Pergunto: há alguma diferença essencial entre essas cenas e as cenas de
decapitação de reféns pelos terroristas iraquianos? A rigor, a única diferença é a arma usada, porque a selvageria é rigorosamente a mesma.
Até os cenários são parecidos na selvageria pelo que revelam de anarquia e de abandono.
Passe agora, caro leitor, para as fotos do arrastão na praia do Leblon.
Qual é a diferença entre os ataques
nesse que é um dos principais pontos
do Rio de Janeiro e os saques em Gonaives, em um Haiti devastado pelos
conflitos internos, pela corrupção,
pela violência endêmica e, agora, por
um furacão?
Bom, aqui há, sim, diferenças, mas
a favor do Haiti: lá, a dissolução do
poder público é oficialmente assumida. Aqui, supostamente existem as
instituições responsáveis pela ordem
pública. Existir, até existem. Funcionar é outra história.
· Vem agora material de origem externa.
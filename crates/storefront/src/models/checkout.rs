//! Checkout wizard.
//!
//! A linear sequence of four steps: cart → shipping → payment → review.
//! Each forward transition validates the data it needs; `back` always
//! succeeds. The wizard state is kept in the session next to the cart.

use rust_decimal::Decimal;
use serde::{Deserialize, Serialize};
use thiserror::Error;
use tower_sessions::Session;

use marketstall_core::PaymentMethod;
use marketstall_core::price::round_cents;

use super::cart::Cart;
use super::session_keys;
use crate::backend::{NewOrder, NewOrderItem, ShippingAddress};
use crate::config::CheckoutConfig;

/// Errors from checkout transitions. A failed transition leaves the state unchanged.
#[derive(Debug, Clone, PartialEq, Eq, Error)]
pub enum CheckoutError {
    #[error("your cart is empty")]
    EmptyCart,
    #[error("checkout has not been started")]
    NotStarted,
    #[error("please fill in: {}", .0.join(", "))]
    MissingFields(Vec<&'static str>),
    #[error("shipping details are required first")]
    MissingShipping,
    #[error("please choose a payment method")]
    MissingPayment,
    #[error("please review your order before placing it")]
    NotReviewed,
}

/// A wizard step.
#[derive(
    Debug, Clone, Copy, PartialEq, Eq, PartialOrd, Ord, Hash, Default, Serialize, Deserialize,
)]
#[serde(rename_all = "snake_case")]
pub enum CheckoutStep {
    #[default]
    Cart,
    Shipping,
    Payment,
    Review,
}

impl CheckoutStep {
    /// All steps in order.
    pub const ALL: [Self; 4] = [Self::Cart, Self::Shipping, Self::Payment, Self::Review];

    /// The following step, if any.
    #[must_use]
    pub const fn next(self) -> Option<Self> {
        match self {
            Self::Cart => Some(Self::Shipping),
            Self::Shipping => Some(Self::Payment),
            Self::Payment => Some(Self::Review),
            Self::Review => None,
        }
    }

    /// The preceding step, if any.
    #[must_use]
    pub const fn previous(self) -> Option<Self> {
        match self {
            Self::Cart => None,
            Self::Shipping => Some(Self::Cart),
            Self::Payment => Some(Self::Shipping),
            Self::Review => Some(Self::Payment),
        }
    }

    /// One-based position shown in the progress bar.
    #[must_use]
    pub const fn number(self) -> u8 {
        match self {
            Self::Cart => 1,
            Self::Shipping => 2,
            Self::Payment => 3,
            Self::Review => 4,
        }
    }

    #[must_use]
    pub const fn label(self) -> &'static str {
        match self {
            Self::Cart => "Cart",
            Self::Shipping => "Shipping",
            Self::Payment => "Payment",
            Self::Review => "Review",
        }
    }

    /// Storefront path that renders this step.
    #[must_use]
    pub const fn path(self) -> &'static str {
        match self {
            Self::Cart => "/cart",
            Self::Shipping => "/checkout/shipping",
            Self::Payment => "/checkout/payment",
            Self::Review => "/checkout/review",
        }
    }
}

/// Shipping form as posted by the browser.
#[derive(Debug, Clone, Default, Deserialize)]
pub struct ShippingForm {
    #[serde(default)]
    pub full_name: String,
    #[serde(default)]
    pub address: String,
    #[serde(default)]
    pub city: String,
    #[serde(default)]
    pub postal_code: String,
    #[serde(default)]
    pub country: String,
    #[serde(default)]
    pub phone: String,
}

impl ShippingForm {
    /// Trim every field and require all of them to be present.
    ///
    /// # Errors
    ///
    /// Returns `MissingFields` naming every blank field.
    pub fn validate(&self) -> Result<ShippingAddress, CheckoutError> {
        let fields = [
            ("full name", self.full_name.trim()),
            ("address", self.address.trim()),
            ("city", self.city.trim()),
            ("postal code", self.postal_code.trim()),
            ("country", self.country.trim()),
            ("phone", self.phone.trim()),
        ];

        let missing: Vec<&'static str> = fields
            .iter()
            .filter(|(_, value)| value.is_empty())
            .map(|(label, _)| *label)
            .collect();
        if !missing.is_empty() {
            return Err(CheckoutError::MissingFields(missing));
        }

        Ok(ShippingAddress {
            full_name: self.full_name.trim().to_string(),
            address: self.address.trim().to_string(),
            city: self.city.trim().to_string(),
            postal_code: self.postal_code.trim().to_string(),
            country: self.country.trim().to_string(),
            phone: self.phone.trim().to_string(),
        })
    }
}

/// Checkout wizard state.
#[derive(Debug, Clone, Default, PartialEq, Eq, Serialize, Deserialize)]
pub struct Checkout {
    step: CheckoutStep,
    shipping: Option<ShippingAddress>,
    payment: Option<PaymentMethod>,
}

impl Checkout {
    #[must_use]
    pub const fn step(&self) -> CheckoutStep {
        self.step
    }

    #[must_use]
    pub const fn shipping(&self) -> Option<&ShippingAddress> {
        self.shipping.as_ref()
    }

    #[must_use]
    pub const fn payment(&self) -> Option<PaymentMethod> {
        self.payment
    }

    /// Leave the cart and enter the shipping step.
    ///
    /// Previously entered shipping and payment data is kept so the forms can
    /// be pre-filled.
    ///
    /// # Errors
    ///
    /// Returns `EmptyCart` if there is nothing to check out.
    pub fn begin(&mut self, cart: &Cart) -> Result<(), CheckoutError> {
        if cart.is_empty() {
            return Err(CheckoutError::EmptyCart);
        }
        self.step = CheckoutStep::Shipping;
        Ok(())
    }

    /// Record the shipping address and move to payment.
    ///
    /// # Errors
    ///
    /// Returns `NotStarted` before [`Self::begin`] and `MissingFields` for
    /// blank fields.
    pub fn submit_shipping(&mut self, form: &ShippingForm) -> Result<(), CheckoutError> {
        if self.step < CheckoutStep::Shipping {
            return Err(CheckoutError::NotStarted);
        }
        let address = form.validate()?;
        self.shipping = Some(address);
        self.step = CheckoutStep::Payment;
        Ok(())
    }

    /// Record the payment method and move to review.
    ///
    /// # Errors
    ///
    /// Returns `MissingShipping` if no address was recorded and
    /// `MissingPayment` if no method was chosen.
    pub fn submit_payment(&mut self, method: Option<PaymentMethod>) -> Result<(), CheckoutError> {
        if self.shipping.is_none() || self.step < CheckoutStep::Payment {
            return Err(CheckoutError::MissingShipping);
        }
        let method = method.ok_or(CheckoutError::MissingPayment)?;
        self.payment = Some(method);
        self.step = CheckoutStep::Review;
        Ok(())
    }

    /// Step back once; `Cart` is the floor.
    pub fn back(&mut self) -> CheckoutStep {
        self.step = self.step.previous().unwrap_or(CheckoutStep::Cart);
        self.step
    }

    /// Whether `step` may be rendered given the data collected so far.
    #[must_use]
    pub const fn can_view(&self, step: CheckoutStep) -> bool {
        match step {
            CheckoutStep::Cart => true,
            CheckoutStep::Shipping => !matches!(self.step, CheckoutStep::Cart),
            CheckoutStep::Payment => {
                self.shipping.is_some()
                    && matches!(self.step, CheckoutStep::Payment | CheckoutStep::Review)
            }
            CheckoutStep::Review => {
                self.shipping.is_some()
                    && self.payment.is_some()
                    && matches!(self.step, CheckoutStep::Review)
            }
        }
    }

    /// Build the order request for the backend.
    ///
    /// # Errors
    ///
    /// Returns `EmptyCart`, `MissingShipping` or `MissingPayment` when the
    /// corresponding data is absent, and `NotReviewed` unless the wizard is
    /// on the review step.
    pub fn build_order(&self, cart: &Cart, summary: &OrderSummary) -> Result<NewOrder, CheckoutError> {
        if cart.is_empty() {
            return Err(CheckoutError::EmptyCart);
        }
        let shipping_address = self.shipping.clone().ok_or(CheckoutError::MissingShipping)?;
        let payment_method = self.payment.ok_or(CheckoutError::MissingPayment)?;
        if self.step != CheckoutStep::Review {
            return Err(CheckoutError::NotReviewed);
        }

        Ok(NewOrder {
            order_items: cart
                .items()
                .iter()
                .map(|item| NewOrderItem {
                    product: item.id.clone(),
                    name: item.name.clone(),
                    price: item.price,
                    quantity: item.quantity,
                    image: item.image().map(str::to_string),
                })
                .collect(),
            shipping_address,
            payment_method,
            items_price: summary.subtotal,
            shipping_price: summary.shipping,
            tax_price: summary.tax,
            total_price: summary.total,
        })
    }

    // =========================================================================
    // Session persistence
    // =========================================================================

    /// Rehydrate the wizard from the session; missing or unreadable state
    /// starts over at the cart.
    pub async fn load(session: &Session) -> Self {
        match session.get::<Self>(session_keys::CHECKOUT).await {
            Ok(state) => state.unwrap_or_default(),
            Err(e) => {
                tracing::warn!(error = %e, "Discarding unreadable checkout state from session");
                Self::default()
            }
        }
    }

    /// Persist the wizard to the session.
    ///
    /// # Errors
    ///
    /// Returns an error if the session cannot be written.
    pub async fn save(&self, session: &Session) -> Result<(), tower_sessions::session::Error> {
        session.insert(session_keys::CHECKOUT, self).await
    }

    /// Forget the wizard state (after an order is placed).
    ///
    /// # Errors
    ///
    /// Returns an error if the session cannot be written.
    pub async fn clear(session: &Session) -> Result<(), tower_sessions::session::Error> {
        session.remove::<Self>(session_keys::CHECKOUT).await?;
        Ok(())
    }
}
Passe o leitor agora para as declarações do ministro da Justiça, Márcio
Thomaz Bastos, um excelente advogado e uma bela figura pública,
aliás. O ministro reconhece, implicitamente, que o presidente da República cometeu crime eleitoral ao pedir votos para a prefeita Marta Suplicy em inauguração de obra, mas
dá de ombros: foi "pecado venial".
Até seria, se de religião se tratasse.
Mas, para crimes, não há "veniais"
ou "capitais". Há crime. Ponto.
No fundo, é essa leniência com o
desrespeito à lei que faz o Brasil ter
momentos (os piores momentos,
aliás) de Iraque e de Haiti.
Não é por acaso, portanto, que pesquisa do Banco Mundial mostre o
Brasil como o pior país, entre 53 pesquisados em matéria de corrupção e
de criminalidade.
É esse o país real. Não há campanha ufanista capaz de ocultá-lo.